Профессор любил своих студентов. Они отвечали ему взаимностью. Молодости свойственны энтузиазм, свежесть чувств, безграничная приверженность новым идеям. Всеми этими качествами обладал и сам Жуковский. Они стали кирпичами фундамента, на котором строилось великое здание дружбы, чистой и благородной дружбы мудрой старости и пылкой молодости.
Ежедневно профессор вставал в одно и то же время — в восемь утра. Умывался холодной водой, взбадривающей, разгоняющей кровь. Растеревшись мохнатым полотенцем, внимательно читал висевшее над умывальником расписание занятий. Жуковский знал о своей рассеянности. Он боялся и стеснялся ее. Потому и расписание занятий было вывешено в таком необычном месте, чтобы ничего не забыть, ничего не перепутать.
Выпив крепкого чая с вареньем, Николай Егорович надевал глубокие фетровые боты, шубу, шапку и выходил на улицу. Там уже стояли извозчики, любившие барина «за щедрость». В зависимости от расписания они везли профессора в Техническое училище или же в университет.
К тому времени, когда заканчивались занятия, уже наступала темнота. Возвращалась из гимназии дочь Леночка. Можно было обедать, чтобы потом, почитав газету, пару часиков подремать.
В те вечера, когда не приходилось принимать участия в каких-либо заседаниях научных обществ, квартира Жуковского наполнялась шумом и весельем. На гостеприимный огонек собирались студенты, подруги дочери и племянницы. Завязывались беседы, споры, рассказы, игры в шарады и фанты… Вечер протекал незаметно, а проводив гостей, Николай Егорович садился за письменный стол, чтобы не упустить благодатную для работы тишину уснувшей квартиры.
Так один за другим сменялись дни. Жизнь шла привычно, размеренно, но в то же самое время достаточно активно, чтобы не оставалось времени для оглядок назад.

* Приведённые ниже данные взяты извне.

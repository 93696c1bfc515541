// Copyright (c) 2016-2020 Fabian Schuiki

//! Logical line sources and the include stack.
//!
//! Input is consumed one logical line at a time. A trailing backslash
//! immediately before the newline joins the next physical line onto the
//! current one, with both the backslash and the newline removed. Carriage
//! returns preceding newlines are stripped. The line number reported for a
//! logical line is that of its first physical line.
//!
//! Sources compose as a stack: the topmost is the active input, `#include`
//! pushes a new source, and end of input pops it. The bottom element is the
//! original input and the stack is never empty while processing runs.

use std::fs::File;
use std::io::{self, BufRead, BufReader, Cursor};
use std::path::{Path, PathBuf};

/// A source line after backslash-newline joining, the unit the directive
/// interpreter operates on.
#[derive(Debug, Clone)]
pub struct LogicalLine {
    pub text: String,
    /// 1-based physical line number of the first physical line.
    pub number: u64,
}

/// Produces logical lines from a byte stream.
pub struct LineReader {
    input: Box<dyn BufRead>,
    /// 1-based number of the next physical line to be read.
    next_line: u64,
    missing_newline: bool,
}

impl LineReader {
    pub fn new(input: Box<dyn BufRead>) -> LineReader {
        LineReader {
            input,
            next_line: 1,
            missing_newline: false,
        }
    }

    /// The physical line number the next call to [`next_logical`] will start
    /// at. Used to anchor `#line` overrides.
    pub fn next_line_number(&self) -> u64 {
        self.next_line
    }

    /// Read one physical line without its terminator. Returns `None` at end
    /// of input. A final line without a trailing newline is still yielded.
    fn next_physical(&mut self) -> io::Result<Option<String>> {
        let mut buf = String::new();
        let n = self.input.read_line(&mut buf)?;
        if n == 0 {
            return Ok(None);
        }
        self.next_line += 1;
        if buf.ends_with('\n') {
            buf.pop();
            if buf.ends_with('\r') {
                buf.pop();
            }
        } else {
            self.missing_newline = true;
        }
        Ok(Some(buf))
    }

    /// Produce the next logical line, joining continuations.
    pub fn next_logical(&mut self) -> io::Result<Option<LogicalLine>> {
        let number = self.next_line;
        let mut text = match self.next_physical()? {
            Some(line) => line,
            None => return Ok(None),
        };
        while text.ends_with('\\') {
            text.pop();
            match self.next_physical()? {
                Some(cont) => text.push_str(&cont),
                // A continuation on the last line of the file has nothing to
                // join; the backslash is simply dropped.
                None => break,
            }
        }
        Ok(Some(LogicalLine { text, number }))
    }
}

/// One open input on the source stack, together with the reporting state a
/// `#line` directive can override. The override lives on this frame only;
/// popping an include restores the outer frame's reporting untouched.
pub struct SourceFrame {
    reader: LineReader,
    /// Path as opened, used for `__FILE__` and diagnostics.
    path: String,
    /// Directory containing the file, searched first for quoted includes.
    dir: PathBuf,
    /// Adjustment applied to physical line numbers by `#line`.
    line_adjust: i64,
    /// File name override set by `#line N "file"`.
    file_override: Option<String>,
    /// Conditional stack depth when this frame was pushed; frames left open
    /// at EOF beyond this depth are unterminated.
    pub cond_depth: usize,
}

impl SourceFrame {
    /// Open a file on disk.
    pub fn open(path: &Path, cond_depth: usize) -> io::Result<SourceFrame> {
        let file = File::open(path)?;
        let dir = path.parent().unwrap_or_else(|| Path::new(".")).to_path_buf();
        Ok(SourceFrame {
            reader: LineReader::new(Box::new(BufReader::new(file))),
            path: path.display().to_string(),
            dir,
            line_adjust: 0,
            file_override: None,
            cond_depth,
        })
    }

    /// Wrap an in-memory buffer under the given display name.
    pub fn from_buffer(name: &str, text: &str) -> SourceFrame {
        SourceFrame {
            reader: LineReader::new(Box::new(Cursor::new(text.to_string()))),
            path: name.to_string(),
            dir: PathBuf::from("."),
            line_adjust: 0,
            file_override: None,
            cond_depth: 0,
        }
    }

    /// Wrap an arbitrary reader under the given display name.
    pub fn from_reader(name: &str, input: Box<dyn BufRead>) -> SourceFrame {
        SourceFrame {
            reader: LineReader::new(input),
            path: name.to_string(),
            dir: PathBuf::from("."),
            line_adjust: 0,
            file_override: None,
            cond_depth: 0,
        }
    }

    pub fn next_logical(&mut self) -> io::Result<Option<LogicalLine>> {
        self.reader.next_logical()
    }

    /// The last physical line number read, for end-of-file diagnostics.
    pub fn last_line_number(&self) -> u64 {
        self.reader.next_line_number().saturating_sub(1)
    }

    /// Whether the input ended without a trailing newline.
    pub fn missing_final_newline(&self) -> bool {
        self.reader.missing_newline
    }

    pub fn dir(&self) -> &Path {
        &self.dir
    }

    /// The path reported for diagnostics and `__FILE__`, honoring any
    /// `#line` file override.
    pub fn reported_file(&self) -> &str {
        self.file_override.as_deref().unwrap_or(&self.path)
    }

    /// Map a physical line number to the reported one.
    pub fn reported_line(&self, physical: u64) -> u64 {
        let n = physical as i64 + self.line_adjust;
        if n < 0 {
            0
        } else {
            n as u64
        }
    }

    /// Apply `#line n [file]`: the next line read from this frame reports
    /// line `n`.
    pub fn set_line_override(&mut self, n: u64, file: Option<String>) {
        self.line_adjust = n as i64 - self.reader.next_line_number() as i64;
        if file.is_some() {
            self.file_override = file;
        }
    }
}

/// The stack of open sources. Pushed on `#include`, popped at end of input.
pub struct SourceStack {
    frames: Vec<SourceFrame>,
}

impl SourceStack {
    pub fn new(bottom: SourceFrame) -> SourceStack {
        SourceStack {
            frames: vec![bottom],
        }
    }

    pub fn push(&mut self, frame: SourceFrame) {
        self.frames.push(frame);
    }

    pub fn pop(&mut self) -> Option<SourceFrame> {
        self.frames.pop()
    }

    pub fn top(&self) -> Option<&SourceFrame> {
        self.frames.last()
    }

    pub fn top_mut(&mut self) -> Option<&mut SourceFrame> {
        self.frames.last_mut()
    }

    pub fn depth(&self) -> usize {
        self.frames.len()
    }
}

#[cfg(test)]
mod tests {
    use super::*;

    fn lines(text: &str) -> Vec<(u64, String)> {
        let mut frame = SourceFrame::from_buffer("test.f", text);
        let mut out = Vec::new();
        while let Some(line) = frame.next_logical().unwrap() {
            out.push((line.number, line.text));
        }
        out
    }

    #[test]
    fn plain_lines() {
        assert_eq!(
            lines("a\nb\n\nc\n"),
            vec![
                (1, "a".to_string()),
                (2, "b".to_string()),
                (3, "".to_string()),
                (4, "c".to_string()),
            ]
        );
    }

    #[test]
    fn continuation_joining() {
        assert_eq!(
            lines("a \\\nb\nc\n"),
            vec![(1, "a b".to_string()), (3, "c".to_string())]
        );
        // Two continuations in a row join three physical lines.
        assert_eq!(lines("x\\\ny\\\nz\n"), vec![(1, "xyz".to_string())]);
    }

    #[test]
    fn crlf_normalization() {
        assert_eq!(
            lines("a\r\nb\r\n"),
            vec![(1, "a".to_string()), (2, "b".to_string())]
        );
        // Continuation before CRLF still joins.
        assert_eq!(lines("a\\\r\nb\r\n"), vec![(1, "ab".to_string())]);
    }

    #[test]
    fn missing_final_newline() {
        let mut frame = SourceFrame::from_buffer("test.f", "a\nb");
        let mut out = Vec::new();
        while let Some(line) = frame.next_logical().unwrap() {
            out.push((line.number, line.text));
        }
        assert_eq!(out, vec![(1, "a".to_string()), (2, "b".to_string())]);
        assert!(frame.missing_final_newline());

        let mut frame = SourceFrame::from_buffer("test.f", "a\n");
        while frame.next_logical().unwrap().is_some() {}
        assert!(!frame.missing_final_newline());
    }

    #[test]
    fn trailing_continuation_at_eof() {
        assert_eq!(lines("a\\"), vec![(1, "a".to_string())]);
    }

    #[test]
    fn line_override() {
        let mut frame = SourceFrame::from_buffer("test.f", "a\nb\nc\n");
        frame.next_logical().unwrap();
        // After reading line 1, make the next line report as 100.
        frame.set_line_override(100, Some("other.f".to_string()));
        let line = frame.next_logical().unwrap().unwrap();
        assert_eq!(frame.reported_line(line.number), 100);
        assert_eq!(frame.reported_file(), "other.f");
        let line = frame.next_logical().unwrap().unwrap();
        assert_eq!(frame.reported_line(line.number), 101);
    }
}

Однако в 1911 году оглянуться все же пришлось. Жизнь неумолимо напомнила профессору о его возрасте. Исполнилось сорок лет научно-педагогической деятельности. Сорок лет минуло с того дня, когда Николая Егоровича избрали преподавателем математики Технического училища. Юбилей вступал в жизнь Жуковского большим событием, вышедшим за рамки личных интересов профессора.
На протяжении многих лет Николай Егорович пользовался у научной общественности Москвы любовью и уважением. Иначе и быть не могло — ведь его творческая активность не ограничивалась службой в Техническом училище, университете и Практической академии коммерческих наук. Не замыкаясь в преподавательской работе, Жуковский принимал деятельное участие в трудах ряда научных обществ. Общество любителей естествознания избрало его вице-президентом и председателем физической секции, в Политехническом обществе училища он был почетным членом, он участвовал в работе общества имени X. С. Леденцова, Общества испытателей природы, был президентом Математического общества.
И вот теперь, благодарные за все, что дал им своей деятельностью Жуковский, учебные заведения и научные общества объединились, чтобы торжественно отметить знаменательную дату в жизни профессора.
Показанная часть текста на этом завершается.